Thursday, November 26, 2009

Happy Bird Day

I found this posted on the comments section of TheMorningSun.com from Obamanation, one of our regular contributors. With a little editing, I thought it was worth passing along:

During the darkest hours of the Civil War, Abe Lincoln decide to create a holiday, a propaganda holiday, to force a broken nation to overlook its troubles and be thankful for the good times of a Civil War.
Like freeing the slaves, Lincoln couldn’t have cared less, but when the Northerners started to have second thoughts about Lincoln, the war and life in general, one needs diversions.
Freeing the slaves and creating Thanksgiving were just a couple of his best-known tricks. Declaring people free means nothing if they are still treated like slaves, and what kind of nation celebrates a civil war anyway?
Today’s Thanksgiving is a bizarre ritual comprising corny presidential turkey pardons, lame parade coverage, a turkey dinner at noon, badly played football, travel problems, Christmas advertising, and some weird unwritten law that says you can’t talk about anything but what you are thankful for.
There are four kinds of ways people express their thanks on Thanksgiving.
• The Traditional – Friends, family and health. Simple, sweet, and to the point without grandstanding.
• The Modern – A laundry list of things they have. More of a bragging contest than true thanks. Just another way of some jerkball to rub it into others that they are doing better/are better than the next guy.
• The Sarcastic – A loophole in the Thanksgiving pact that allows smart donkeys a way to truly express their bitterness and spite.
• The Innocent – Ask a little kid what they are thankful for and they might reply “cats and monsters.” [Mark’s note: One of the kids once said he was thankful for boogers.]
After careful deliberation I have decided this Thanksgiving I am very thankful that the guy in Elm Hall will be open and selling pizza on Thanksgiving, and that my wife is hot, because after eating dinner at noon, watching the Lions lose, while pretending civil war, and Christmas is not just around the corner, I just might want something that is truly great.

Sunday, November 22, 2009

Thanksgiving 2009


Thanksgiving was on Sunday this year - it was the only day that fit into everyone's schedules - but we got everyone together and we gave thanks. The family was there, the table was full, and the Lions had even won a football game. It was, indeed, Thanksgiving.

And it was us. Matthew said something, well, politically incorrect.

Andrew expounds on cynical libertarianism, and defines politically incorrect just by being there.

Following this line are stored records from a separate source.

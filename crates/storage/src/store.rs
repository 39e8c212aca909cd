use std::fs::{self, File, OpenOptions};
use std::io::{Read, Seek, SeekFrom, Write};
use std::path::{Path, PathBuf};
use std::sync::atomic::{AtomicU64, Ordering};

use tracing::{debug, warn};

use orbit_common::error::{Error, Result};
use orbit_common::time::now_ms;

/// Blob address: a 32-byte namespace (satellite id) and a 32-byte key
/// (derived piece id).
#[derive(Debug, Clone, Copy, PartialEq, Eq, Hash)]
pub struct BlobRef {
    pub namespace: [u8; 32],
    pub key: [u8; 32],
}

/// Listing entry for one stored blob.
#[derive(Debug, Clone)]
pub struct BlobInfo {
    pub key: [u8; 32],
    pub size: u64,
    /// Commit time (file mtime) in Unix milliseconds.
    pub modified_ms: u64,
}

/// Storage backend contract. The piece layer is written against this trait
/// so tests can substitute an in-memory store.
pub trait BlobStore: Send + Sync + 'static {
    /// Open a temp-backed writer. `size_hint` preallocates only; writing
    /// more than the hint is not an error.
    fn create(&self, blob_ref: BlobRef, size_hint: Option<u64>) -> Result<BlobWriter>;

    fn open(&self, blob_ref: BlobRef) -> Result<BlobReader>;

    /// Idempotent unlink. Returns `true` if a file was removed.
    fn delete(&self, blob_ref: BlobRef) -> Result<bool>;

    /// Move a blob aside so the sweep can report it without re-serving it.
    fn quarantine(&self, blob_ref: BlobRef) -> Result<()>;

    /// All blobs under a namespace. Order is unspecified.
    fn list(&self, namespace: &[u8; 32]) -> Result<Vec<BlobInfo>>;
}

// ════════════════════════════════════════════════════════════════════════════
// FILE STORE
// ════════════════════════════════════════════════════════════════════════════

const BLOB_EXT: &str = "sj1";

static TEMP_SEQ: AtomicU64 = AtomicU64::new(0);

/// Local-filesystem blob store rooted at one directory.
#[derive(Debug)]
pub struct FileStore {
    blobs_dir: PathBuf,
    temp_dir: PathBuf,
    quarantine_dir: PathBuf,
}

impl FileStore {
    /// Create the store, making `blobs`, `temp` and `quarantine` under
    /// `root` if missing. Leftover temp files from a previous crash are
    /// removed here.
    pub fn new(root: impl AsRef<Path>) -> Result<Self> {
        let root = root.as_ref();
        let store = FileStore {
            blobs_dir: root.join("blobs"),
            temp_dir: root.join("temp"),
            quarantine_dir: root.join("quarantine"),
        };
        fs::create_dir_all(&store.blobs_dir)?;
        fs::create_dir_all(&store.temp_dir)?;
        fs::create_dir_all(&store.quarantine_dir)?;
        store.sweep_temp();
        Ok(store)
    }

    fn sweep_temp(&self) {
        let entries = match fs::read_dir(&self.temp_dir) {
            Ok(entries) => entries,
            Err(e) => {
                warn!("temp sweep: cannot read {}: {}", self.temp_dir.display(), e);
                return;
            }
        };
        for entry in entries.flatten() {
            if let Err(e) = fs::remove_file(entry.path()) {
                warn!("temp sweep: cannot remove {:?}: {}", entry.path(), e);
            } else {
                debug!("temp sweep: removed stale {:?}", entry.file_name());
            }
        }
    }

    fn blob_path(&self, blob_ref: &BlobRef) -> PathBuf {
        self.blobs_dir
            .join(hex::encode(&blob_ref.namespace[..1]))
            .join(hex::encode(&blob_ref.namespace[1..]))
            .join(hex::encode(&blob_ref.key[..1]))
            .join(format!("{}.{}", hex::encode(&blob_ref.key[1..]), BLOB_EXT))
    }

    fn temp_path(&self, blob_ref: &BlobRef) -> PathBuf {
        let seq = TEMP_SEQ.fetch_add(1, Ordering::Relaxed);
        self.temp_dir.join(format!(
            "{}.tmp.{}.{}",
            hex::encode(&blob_ref.key[..8]),
            now_ms(),
            seq
        ))
    }
}

impl BlobStore for FileStore {
    fn create(&self, blob_ref: BlobRef, size_hint: Option<u64>) -> Result<BlobWriter> {
        let temp_path = self.temp_path(&blob_ref);
        let file = OpenOptions::new()
            .create_new(true)
            .write(true)
            .open(&temp_path)?;
        if let Some(hint) = size_hint {
            // preallocation only; the commit truncates to the written length
            let _ = file.set_len(hint);
        }
        Ok(BlobWriter {
            file,
            temp_path,
            final_path: self.blob_path(&blob_ref),
            written: 0,
        })
    }

    fn open(&self, blob_ref: BlobRef) -> Result<BlobReader> {
        let path = self.blob_path(&blob_ref);
        let file = File::open(&path).map_err(|e| {
            if e.kind() == std::io::ErrorKind::NotFound {
                Error::not_found(format!("blob {}", hex::encode(blob_ref.key)))
            } else {
                Error::Io(e)
            }
        })?;
        let size = file.metadata()?.len();
        Ok(BlobReader { file, size })
    }

    fn delete(&self, blob_ref: BlobRef) -> Result<bool> {
        match fs::remove_file(self.blob_path(&blob_ref)) {
            Ok(()) => Ok(true),
            Err(e) if e.kind() == std::io::ErrorKind::NotFound => Ok(false),
            Err(e) => Err(Error::Io(e)),
        }
    }

    fn quarantine(&self, blob_ref: BlobRef) -> Result<()> {
        let src = self.blob_path(&blob_ref);
        let dst = self.quarantine_dir.join(format!(
            "{}-{}.{}",
            hex::encode(blob_ref.namespace),
            hex::encode(blob_ref.key),
            BLOB_EXT
        ));
        fs::rename(&src, &dst)?;
        warn!("quarantined blob {}", hex::encode(blob_ref.key));
        Ok(())
    }

    fn list(&self, namespace: &[u8; 32]) -> Result<Vec<BlobInfo>> {
        let ns_dir = self
            .blobs_dir
            .join(hex::encode(&namespace[..1]))
            .join(hex::encode(&namespace[1..]));
        let mut out = Vec::new();
        let fan_dirs = match fs::read_dir(&ns_dir) {
            Ok(dirs) => dirs,
            Err(e) if e.kind() == std::io::ErrorKind::NotFound => return Ok(out),
            Err(e) => return Err(Error::Io(e)),
        };
        for fan in fan_dirs.flatten() {
            let fan_name = fan.file_name();
            let fan_hex = fan_name.to_string_lossy();
            let prefix = match hex::decode(fan_hex.as_bytes()) {
                Ok(b) if b.len() == 1 => b,
                _ => continue,
            };
            for entry in fs::read_dir(fan.path())?.flatten() {
                let name = entry.file_name();
                let name = name.to_string_lossy();
                let stem = match name.strip_suffix(&format!(".{}", BLOB_EXT)) {
                    Some(stem) => stem,
                    None => continue,
                };
                let rest = match hex::decode(stem) {
                    Ok(b) if b.len() == 31 => b,
                    _ => continue,
                };
                let mut key = [0u8; 32];
                key[0] = prefix[0];
                key[1..].copy_from_slice(&rest);

                let meta = entry.metadata()?;
                let modified_ms = meta
                    .modified()
                    .ok()
                    .and_then(|t| t.duration_since(std::time::UNIX_EPOCH).ok())
                    .map(|d| d.as_millis() as u64)
                    .unwrap_or(0);
                out.push(BlobInfo {
                    key,
                    size: meta.len(),
                    modified_ms,
                });
            }
        }
        Ok(out)
    }
}

// ════════════════════════════════════════════════════════════════════════════
// WRITER / READER
// ════════════════════════════════════════════════════════════════════════════

/// Temp-file-backed writer. Dropping without `commit` leaves only temp
/// garbage, which the next store startup sweeps.
#[derive(Debug)]
pub struct BlobWriter {
    file: File,
    temp_path: PathBuf,
    final_path: PathBuf,
    written: u64,
}

impl BlobWriter {
    pub fn write_all(&mut self, buf: &[u8]) -> Result<()> {
        self.file.write_all(buf)?;
        self.written += buf.len() as u64;
        Ok(())
    }

    /// Overwrite bytes inside the already-written region, leaving the append
    /// cursor at the end. Used to fill a reserved header region at commit.
    pub fn rewrite_at(&mut self, offset: u64, buf: &[u8]) -> Result<()> {
        if offset + buf.len() as u64 > self.written {
            return Err(Error::invalid("rewrite_at beyond written region"));
        }
        self.file.seek(SeekFrom::Start(offset))?;
        self.file.write_all(buf)?;
        self.file.seek(SeekFrom::Start(self.written))?;
        Ok(())
    }

    #[must_use]
    pub fn written(&self) -> u64 {
        self.written
    }

    /// Fsync, rename into place, fsync the parent directory.
    pub fn commit(self) -> Result<()> {
        self.file.set_len(self.written)?;
        self.file.sync_all()?;
        if let Some(parent) = self.final_path.parent() {
            fs::create_dir_all(parent)?;
        }
        fs::rename(&self.temp_path, &self.final_path)?;
        if let Some(parent) = self.final_path.parent() {
            // the rename itself must survive power loss
            File::open(parent)?.sync_all()?;
        }
        Ok(())
    }

    /// Remove the temp file without committing.
    pub fn cancel(self) -> Result<()> {
        match fs::remove_file(&self.temp_path) {
            Ok(()) => Ok(()),
            Err(e) if e.kind() == std::io::ErrorKind::NotFound => Ok(()),
            Err(e) => Err(Error::Io(e)),
        }
    }
}

/// Random-access reader over one committed blob. Each reader owns its file
/// handle, so readers never block each other.
#[derive(Debug)]
pub struct BlobReader {
    file: File,
    size: u64,
}

impl BlobReader {
    #[must_use]
    pub fn size(&self) -> u64 {
        self.size
    }

    /// Read exactly `len` bytes at `offset`.
    pub fn read_at(&mut self, offset: u64, len: usize) -> Result<Vec<u8>> {
        if offset + len as u64 > self.size {
            return Err(Error::invalid(format!(
                "read [{}, {}) beyond blob size {}",
                offset,
                offset + len as u64,
                self.size
            )));
        }
        self.file.seek(SeekFrom::Start(offset))?;
        let mut buf = vec![0u8; len];
        self.file.read_exact(&mut buf)?;
        Ok(buf)
    }

    /// Read from `offset` to the end.
    pub fn read_to_end_from(&mut self, offset: u64) -> Result<Vec<u8>> {
        self.read_at(offset, (self.size.saturating_sub(offset)) as usize)
    }
}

Miranda's getting used to this.

But Jamie, well, Jamie still harbors an element of disbelief about this bunch.


The food was good and the laughter was hearty. We once were wished the gift of laughter, and it was here in full force this year. It's family. It's Thanksgiving, and we have so much to give thanks for.

Monday, November 16, 2009

The first half is the warmup act for the band



NPR reporter Tom Goldman nails it.
And yes, marching band is crazy difficult.

Saturday, November 14, 2009

If only this were real ...



I ran across this while looking for something else. It's priceless.

Sunday, November 1, 2009

The Finals - Again!



For the fourth year in a row, the Oiler band has made it to the Michigan Competing Band Association state finals.
This year, the band made it by the skin of their feathered caps - but they made it.
Mt. Pleasant scored a 70.3 at the Durand Invitational at Durand Saturday. That score was enough to qualify them in 10th place for the finals - by about two-thirds of a point.
It's been a challenging year for the Oiler band. It's by far the youngest band Mt. Pleasant has fielded in years, with about one-third of the band being first-year players.
Flu racked the band a couple of weeks ago - at one practice, a good third of the band was out sick. And the weather for practices and performances has been the worst I've seen in four years.
But they made it.
The show is awesome, and it deserves to be performed on the big stage. The break from "Glycerin" back into "Don't Stop Believin'" near the end of the show always brings a tear to my eye - and the close is heart-stoppingly beautiful.
Show time for the Flight III competition at Ford Field Saturday is 10:05 a.m.